Posts Tagged ‘CDC’

Natural ways to prevent and prepare for the Swine Flu

There are many things you can do to help prevent illnesses, such as N1H1 H1N1 (Swine Flu), in your family. Most of these do not cost anything and are things you can do everyday.

  1. Before all else, if you are sick, please stay home! Yes, times are tough for many, but please think of the greater good and stay home to get well.
  2. Frequently wash hands with plain soap and water (there is no evidence that anti-bacterial products are anymore effective at removing germs than plain soap and water). (See how to make your own non-toxic foaming hand wash.) BabyGanics has a great non-toxic foam hand soap as well and is available at Babies R Us.
  3. Use kid-safe, non-alcohol-based hand sanitizer if soap and water is not available. I love CleanWell Hand Sanitizer. It’s available at GNC and Whole Foods. (See my CleanWell product review.)
  4. Degerm. When you get home each day, encourage everyone to do the following:     a. Remove your shoes to keep germs from getting on the floors where children play

         b. Change into clean clothes

         c. Take a shower if at all possible, or at minimum, thoroughly wash hands

         d. Wash any toys with soap and water or vinegar and water that your child may have brought with them 

  5. Do not touch your face, bite your nails, put your hands in your mouth, etc. Teach your children to do the same.
  6. Keep babies from sharing and mouthing toys if and when possible. Wash them frequently with soap and water, or vinegar and water to sanitize. 
  7. Take care of yourself: Get enough sleep, exercise, eat a balanced diet, drink lots of water (as opposed to sugary drinks). 
  8. Take a vitamin supplement, especially Vitamin D. Some studies suggest illnesses such as the flu are brought on by lack of Vitamin D. I love Carlson’s Baby Vitamin D drops. They are actually cheaper than the traditionally recommended infant multi-vitamin, minus all the extra “junk” ingredients. They also have kids’ and adult versions. One drop a day is all you need – too easy!
  9. Take a daily probiotic. A recent study showed a significant decrease in the report of illnesses among a group who took a daily probiotic than those who did not. It’s also a good idea to mix up the brand and strains for maximum benefit. Children’s Rhino probiotic comes in a chewable and powder form and is all natural.
  10. Cough and sneeze into a tissue. If one is not available, use your sleeve (your hands will come in contact with more people and surfaces than your sleeve). 
  11. Do not share utensils, drinks, etc. even with your children or spouse.
What should you do to prepare for a N1H1  H1N1 outbreak? 

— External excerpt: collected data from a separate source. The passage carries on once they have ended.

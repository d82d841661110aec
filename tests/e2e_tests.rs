//! End-to-end integration tests
//!
//! These tests validate the complete command processing pipeline using
//! predefined CSV fixtures. Each test:
//! 1. Builds a ledger from accounts.csv, or from the demo registry when the
//!    fixture has no accounts.csv
//! 2. Applies commands.csv through the command processor
//! 3. Compares the accounts report with expected.csv
//!
//! Test fixtures are located in tests/fixtures/ and cover:
//! - The worked example (seeded queue of account 1001)
//! - Insufficient funds and the no-retry policy
//! - Caller-side minimum amount and unknown account checks
//! - Malformed command rows
//! - Settlement order dependencies between accounts

#[cfg(test)]
mod tests {
    use rstest::rstest;
    use std::fs;
    use std::path::Path;
    use transfer_ledger::core::demo_accounts;
    use transfer_ledger::io::read_accounts;
    use transfer_ledger::{CommandProcessor, Ledger};

    /// Run a fixture by applying commands.csv and comparing with expected.csv
    ///
    /// # Panics
    ///
    /// Panics if fixture files cannot be read or the output doesn't match.
    fn run_test_fixture(fixture_name: &str) {
        let fixture_dir = format!("tests/fixtures/{}", fixture_name);
        let accounts_path = format!("{}/accounts.csv", fixture_dir);
        let commands_path = format!("{}/commands.csv", fixture_dir);
        let expected_path = format!("{}/expected.csv", fixture_dir);

        assert!(
            Path::new(&commands_path).exists(),
            "Commands file not found: {}",
            commands_path
        );

        let accounts = if Path::new(&accounts_path).exists() {
            read_accounts(Path::new(&accounts_path))
                .unwrap_or_else(|e| panic!("Failed to read registry: {}", e))
        } else {
            demo_accounts()
        };
        let mut ledger = Ledger::new(accounts).expect("Registry must be valid");
        let total_before = ledger.total_balance();

        let processor = CommandProcessor::default();
        let mut output = Vec::new();
        processor
            .run(&mut ledger, Path::new(&commands_path), &mut output)
            .unwrap_or_else(|e| panic!("Failed to process commands: {}", e));

        let actual_output = String::from_utf8(output).expect("Report must be UTF-8");
        let expected_output = fs::read_to_string(&expected_path)
            .unwrap_or_else(|e| panic!("Failed to read expected file {}: {}", expected_path, e));

        assert_eq!(
            actual_output, expected_output,
            "\n\nOutput mismatch for fixture: {}\n\nActual output:\n{}\n\nExpected output:\n{}\n",
            fixture_name, actual_output, expected_output
        );
        assert_eq!(
            ledger.total_balance(),
            total_before,
            "Total balance changed in fixture {}",
            fixture_name
        );
    }

    #[rstest]
    #[case("worked_example")]
    #[case("insufficient_funds")]
    #[case("minimum_amount")]
    #[case("unknown_accounts")]
    #[case("unsettled_queue")]
    #[case("malformed_rows")]
    #[case("settlement_order")]
    #[case("drain_and_refill")]
    fn test_fixtures(#[case] fixture: &str) {
        run_test_fixture(fixture);
    }
}
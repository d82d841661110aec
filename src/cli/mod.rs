// CLI module
// Command-line interface and argument parsing

mod args;

pub use args::{CliArgs, ReportFormat, ReportKind};

use clap::Parser;

/// Parse command-line arguments using clap
///
/// If parsing fails (invalid arguments, missing input file, conflicting
/// report options, or --help), clap prints an error message or help text and
/// exits the process.
pub fn parse_args() -> CliArgs {
    let args = CliArgs::parse();
    if let Err(e) = args.validate() {
        e.exit();
    }
    args
}
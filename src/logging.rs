//! Tracing initialization
//!
//! Logs go to stderr so stdout carries only the report. Verbosity follows
//! `RUST_LOG` and defaults to `warn`, which shows dropped transfers and
//! rejected commands.

use tracing_subscriber::EnvFilter;

/// Install the global subscriber
///
/// Safe to call multiple times (subsequent calls are no-ops).
pub fn init() {
    let filter = EnvFilter::try_from_default_env().unwrap_or_else(|_| EnvFilter::new("warn"));

    let _ = tracing_subscriber::fmt()
        .with_env_filter(filter)
        .with_writer(std::io::stderr)
        .with_target(false)
        .try_init();
}
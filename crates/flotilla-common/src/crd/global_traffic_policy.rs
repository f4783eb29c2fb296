//! GlobalTrafficPolicy CRD — per-DNS-prefix traffic policies for an identity
//!
//! A GTP is matched to workloads by identity and env labels. Across the
//! whole fleet at most one GTP is active per (identity, env): highest
//! priority wins, ties broken by latest creation timestamp.

use kube::CustomResource;
use schemars::JsonSchema;
use serde::{Deserialize, Serialize};

/// Spec for a GlobalTrafficPolicy
#[derive(CustomResource, Clone, Debug, Default, Deserialize, Serialize, JsonSchema, PartialEq)]
#[kube(
    group = "flotilla.io",
    version = "v1",
    kind = "GlobalTrafficPolicy",
    plural = "globaltrafficpolicies",
    shortname = "gtp",
    namespaced
)]
#[serde(rename_all = "camelCase")]
pub struct GlobalTrafficPolicySpec {
    /// One traffic policy per DNS prefix
    #[serde(default)]
    pub policy: Vec<TrafficPolicy>,
}

/// Traffic policy for one DNS prefix of the global FQDN
#[derive(Clone, Debug, Default, Deserialize, Serialize, JsonSchema, PartialEq)]
#[serde(rename_all = "camelCase")]
pub struct TrafficPolicy {
    /// Host prefix this policy governs; the env name or "default" refer to
    /// the un-prefixed host, anything else fans out `<prefix>.<host>`
    #[serde(default)]
    pub dns_prefix: String,

    /// Deprecated: full DNS name. Warned about and otherwise ignored unless
    /// it names the current default host.
    #[serde(default, skip_serializing_if = "Option::is_none")]
    pub dns: Option<String>,

    /// Locality load-balancing scheme
    #[serde(default)]
    pub lb_type: LbType,

    /// Per-region traffic distribution (Failover only)
    #[serde(default)]
    pub target: Vec<TrafficGroup>,

    /// Outlier detection forwarded to the DestinationRule
    #[serde(default, skip_serializing_if = "Option::is_none")]
    pub outlier_detection: Option<GtpOutlierDetection>,

    /// Connection pool forwarded to the DestinationRule
    #[serde(default, skip_serializing_if = "Option::is_none")]
    pub connection_pool: Option<GtpConnectionPool>,
}

/// Locality load-balancing scheme
#[derive(Clone, Copy, Debug, Default, Deserialize, Serialize, JsonSchema, PartialEq, Eq)]
pub enum LbType {
    /// Keep traffic in the caller's region
    #[default]
    Topology,
    /// Distribute per the `target` weights
    Failover,
}

/// Weighted traffic share for one region
#[derive(Clone, Debug, Default, Deserialize, Serialize, JsonSchema, PartialEq, Eq)]
#[serde(rename_all = "camelCase")]
pub struct TrafficGroup {
    /// Destination region
    pub region: String,
    /// Percentage of traffic (0–100)
    #[serde(default)]
    pub weight: u32,
}

/// Outlier detection knobs
#[derive(Clone, Debug, Default, Deserialize, Serialize, JsonSchema, PartialEq, Eq)]
#[serde(rename_all = "camelCase")]
pub struct GtpOutlierDetection {
    /// Gateway errors before ejecting an endpoint
    #[serde(default, skip_serializing_if = "Option::is_none")]
    pub consecutive_gateway_errors: Option<u32>,

    /// Sweep interval in seconds
    #[serde(default, skip_serializing_if = "Option::is_none")]
    pub interval_seconds: Option<u64>,

    /// Minimum ejection duration in seconds
    #[serde(default, skip_serializing_if = "Option::is_none")]
    pub base_ejection_time_seconds: Option<u64>,
}

/// Connection pool knobs
#[derive(Clone, Debug, Default, Deserialize, Serialize, JsonSchema, PartialEq, Eq)]
#[serde(rename_all = "camelCase")]
pub struct GtpConnectionPool {
    /// Max concurrent HTTP/2 requests
    #[serde(default, skip_serializing_if = "Option::is_none")]
    pub http2_max_requests: Option<u32>,

    /// Max requests per connection
    #[serde(default, skip_serializing_if = "Option::is_none")]
    pub max_requests_per_connection: Option<u32>,
}

impl GlobalTrafficPolicy {
    /// Integer priority read from the configured label.
    ///
    /// Missing or unparseable values mean priority 0, never an error: a
    /// mislabeled GTP still participates in selection at the lowest rank.
    pub fn priority(&self, priority_key: &str) -> i32 {
        self.metadata
            .labels
            .as_ref()
            .and_then(|labels| labels.get(priority_key))
            .and_then(|v| v.trim().parse::<i32>().ok())
            .unwrap_or(0)
    }
}

#[cfg(test)]
mod tests {
    use super::*;
    use std::collections::BTreeMap;

    fn gtp_with_priority(label: Option<(&str, &str)>) -> GlobalTrafficPolicy {
        let mut gtp = GlobalTrafficPolicy::new("gtp-test", GlobalTrafficPolicySpec::default());
        if let Some((k, v)) = label {
            gtp.metadata.labels = Some(BTreeMap::from([(k.to_string(), v.to_string())]));
        }
        gtp
    }

    #[test]
    fn priority_parses_label() {
        assert_eq!(gtp_with_priority(Some(("priority", "10"))).priority("priority"), 10);
        assert_eq!(gtp_with_priority(Some(("priority", " 5 "))).priority("priority"), 5);
    }

    #[test]
    fn priority_defaults_to_zero() {
        assert_eq!(gtp_with_priority(None).priority("priority"), 0);
        assert_eq!(
            gtp_with_priority(Some(("priority", "high"))).priority("priority"),
            0
        );
        assert_eq!(
            gtp_with_priority(Some(("other", "10"))).priority("priority"),
            0
        );
    }

    #[test]
    fn lb_type_defaults_to_topology() {
        let policy: TrafficPolicy = serde_json::from_value(serde_json::json!({
            "dnsPrefix": "canary"
        }))
        .unwrap();
        assert_eq!(policy.lb_type, LbType::Topology);
        assert_eq!(policy.dns_prefix, "canary");
        assert!(policy.dns.is_none());
    }
}
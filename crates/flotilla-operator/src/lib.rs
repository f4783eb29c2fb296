//! Flotilla operator: watcher plumbing around the reconciliation engine

pub mod secrets;
pub mod watchers;

/// Default ConfigMap name holding the VIP address store
pub const ADDRESS_STORE_CONFIG_MAP: &str = "flotilla-addresses";
//! Istio DestinationRule subset
//!
//! Flotilla writes one DestinationRule per ServiceEntry host, carrying
//! mesh-mTLS plus whatever traffic policy the active GlobalTrafficPolicy
//! dictates for that host.

use std::collections::BTreeMap;

use kube::CustomResource;
use schemars::JsonSchema;
use serde::{Deserialize, Serialize};

/// DestinationRule spec (`networking.istio.io/v1alpha3`)
#[derive(CustomResource, Clone, Debug, Default, Deserialize, Serialize, JsonSchema, PartialEq)]
#[kube(
    group = "networking.istio.io",
    version = "v1alpha3",
    kind = "DestinationRule",
    plural = "destinationrules",
    namespaced
)]
#[serde(rename_all = "camelCase")]
pub struct DestinationRuleSpec {
    /// Host this rule applies to (a global FQDN)
    pub host: String,

    /// Traffic policy for the host
    #[serde(default, skip_serializing_if = "Option::is_none")]
    pub traffic_policy: Option<TrafficPolicySettings>,
}

/// Traffic policy block of a DestinationRule
#[derive(Clone, Debug, Default, Deserialize, Serialize, JsonSchema, PartialEq)]
#[serde(rename_all = "camelCase")]
pub struct TrafficPolicySettings {
    /// Client TLS settings
    #[serde(default, skip_serializing_if = "Option::is_none")]
    pub tls: Option<ClientTlsSettings>,

    /// Load balancer settings
    #[serde(default, skip_serializing_if = "Option::is_none")]
    pub load_balancer: Option<LoadBalancerSettings>,

    /// Outlier detection
    #[serde(default, skip_serializing_if = "Option::is_none")]
    pub outlier_detection: Option<OutlierDetection>,

    /// Connection pool settings
    #[serde(default, skip_serializing_if = "Option::is_none")]
    pub connection_pool: Option<ConnectionPoolSettings>,
}

/// Client TLS settings
#[derive(Clone, Debug, Default, Deserialize, Serialize, JsonSchema, PartialEq)]
#[serde(rename_all = "camelCase")]
pub struct ClientTlsSettings {
    /// TLS mode (ISTIO_MUTUAL for mesh hosts)
    pub mode: String,
}

impl ClientTlsSettings {
    /// Mesh-internal mutual TLS
    pub fn istio_mutual() -> Self {
        Self {
            mode: super::ISTIO_MUTUAL.to_string(),
        }
    }
}

/// Load balancer settings
#[derive(Clone, Debug, Default, Deserialize, Serialize, JsonSchema, PartialEq)]
#[serde(rename_all = "camelCase")]
pub struct LoadBalancerSettings {
    /// Simple LB algorithm (e.g. ROUND_ROBIN)
    #[serde(default, skip_serializing_if = "Option::is_none")]
    pub simple: Option<String>,

    /// Locality-aware load balancing
    #[serde(default, skip_serializing_if = "Option::is_none")]
    pub locality_lb_setting: Option<LocalityLbSetting>,
}

/// Locality LB settings
#[derive(Clone, Debug, Default, Deserialize, Serialize, JsonSchema, PartialEq)]
#[serde(rename_all = "camelCase")]
pub struct LocalityLbSetting {
    /// Traffic distribution rules
    #[serde(default, skip_serializing_if = "Vec::is_empty")]
    pub distribute: Vec<LocalityLbDistribute>,
}

/// One locality distribution rule
#[derive(Clone, Debug, Default, Deserialize, Serialize, JsonSchema, PartialEq)]
#[serde(rename_all = "camelCase")]
pub struct LocalityLbDistribute {
    /// Originating locality (`<region>/*` or `*`)
    pub from: String,
    /// Destination locality → percentage
    pub to: BTreeMap<String, u32>,
}

/// Outlier detection settings
#[derive(Clone, Debug, Default, Deserialize, Serialize, JsonSchema, PartialEq)]
#[serde(rename_all = "camelCase")]
pub struct OutlierDetection {
    /// Gateway errors before ejection
    #[serde(default, skip_serializing_if = "Option::is_none")]
    pub consecutive_gateway_errors: Option<u32>,

    /// Sweep interval (Istio duration string, e.g. "30s")
    #[serde(default, skip_serializing_if = "Option::is_none")]
    pub interval: Option<String>,

    /// Minimum ejection duration (Istio duration string)
    #[serde(default, skip_serializing_if = "Option::is_none")]
    pub base_ejection_time: Option<String>,
}

/// Connection pool settings
#[derive(Clone, Debug, Default, Deserialize, Serialize, JsonSchema, PartialEq)]
#[serde(rename_all = "camelCase")]
pub struct ConnectionPoolSettings {
    /// HTTP connection pool
    #[serde(default, skip_serializing_if = "Option::is_none")]
    pub http: Option<HttpConnectionPool>,
}

/// HTTP connection pool settings
#[derive(Clone, Debug, Default, Deserialize, Serialize, JsonSchema, PartialEq)]
#[serde(rename_all = "camelCase")]
pub struct HttpConnectionPool {
    /// Max concurrent HTTP/2 requests
    #[serde(default, skip_serializing_if = "Option::is_none")]
    pub http2_max_requests: Option<u32>,

    /// Max requests per connection
    #[serde(default, skip_serializing_if = "Option::is_none")]
    pub max_requests_per_connection: Option<u32>,
}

  1. Wear a face mask. It may offer additional protection during an outbreak.  
  2. Avoid public places as much as possible during an outbreak. 
  3. Stock up. Stock the freezer with veggies and meat, the pantry full of non-perishables, and anything else you would need to survive in your house for days or weeks at a time, so in the event of a major outbreak, you will not need to venture out of the house. Think toilet paper, laundry detergent, toiletries, pet food, etc. 
  4. Have treatment supplies on hand such as fever reducing products, thermometers, tissues, hand sanitizer, etc.
  5. Refill any reoccurring prescriptions ahead of time
  6. Prepare for childcare. Have someone lined up to care for your kids in the event schools or daycares close, or you yourself become sick.
  7. Discuss telecommuting options with your boss.

Visit the CDC’s website and understand the symptoms of N1H1 H1N1. If you or your child becomes sick, contact your doctor or pediatrician immediately to understand any warning signs so you can get prompt attention when it is needed.

More info:

CDC’s H1N1 Flu Center 

WHO – World Health Organization H1N1 Coverage

Prevent and Prepare for Swine Flu 

Swine Flu on Wikipedia 

Mercola on Probiotic benefits

Author’s note: The author is not a medical doctor and is not giving out medical advice. Many parents are looking for natural ways to prevent the swine flu, whether it’s in addition to, or lieu of the N1H1 H1N1 vaccine; and healthy adults currently are not eligible for the vaccine. The fact of the matter is a little less than 50% of the US population will receive a N1H1 H1N1 vaccine, whether by choice, ineligibility or lack of availability. Additionally, the vaccine is not 100% effective (so far it’s proved to be effective about 90% of the time), thus it’s nice to have a little back up. The author is not advocating against the vaccine in anyway and this is not meant to spark any type of debate on vaccines.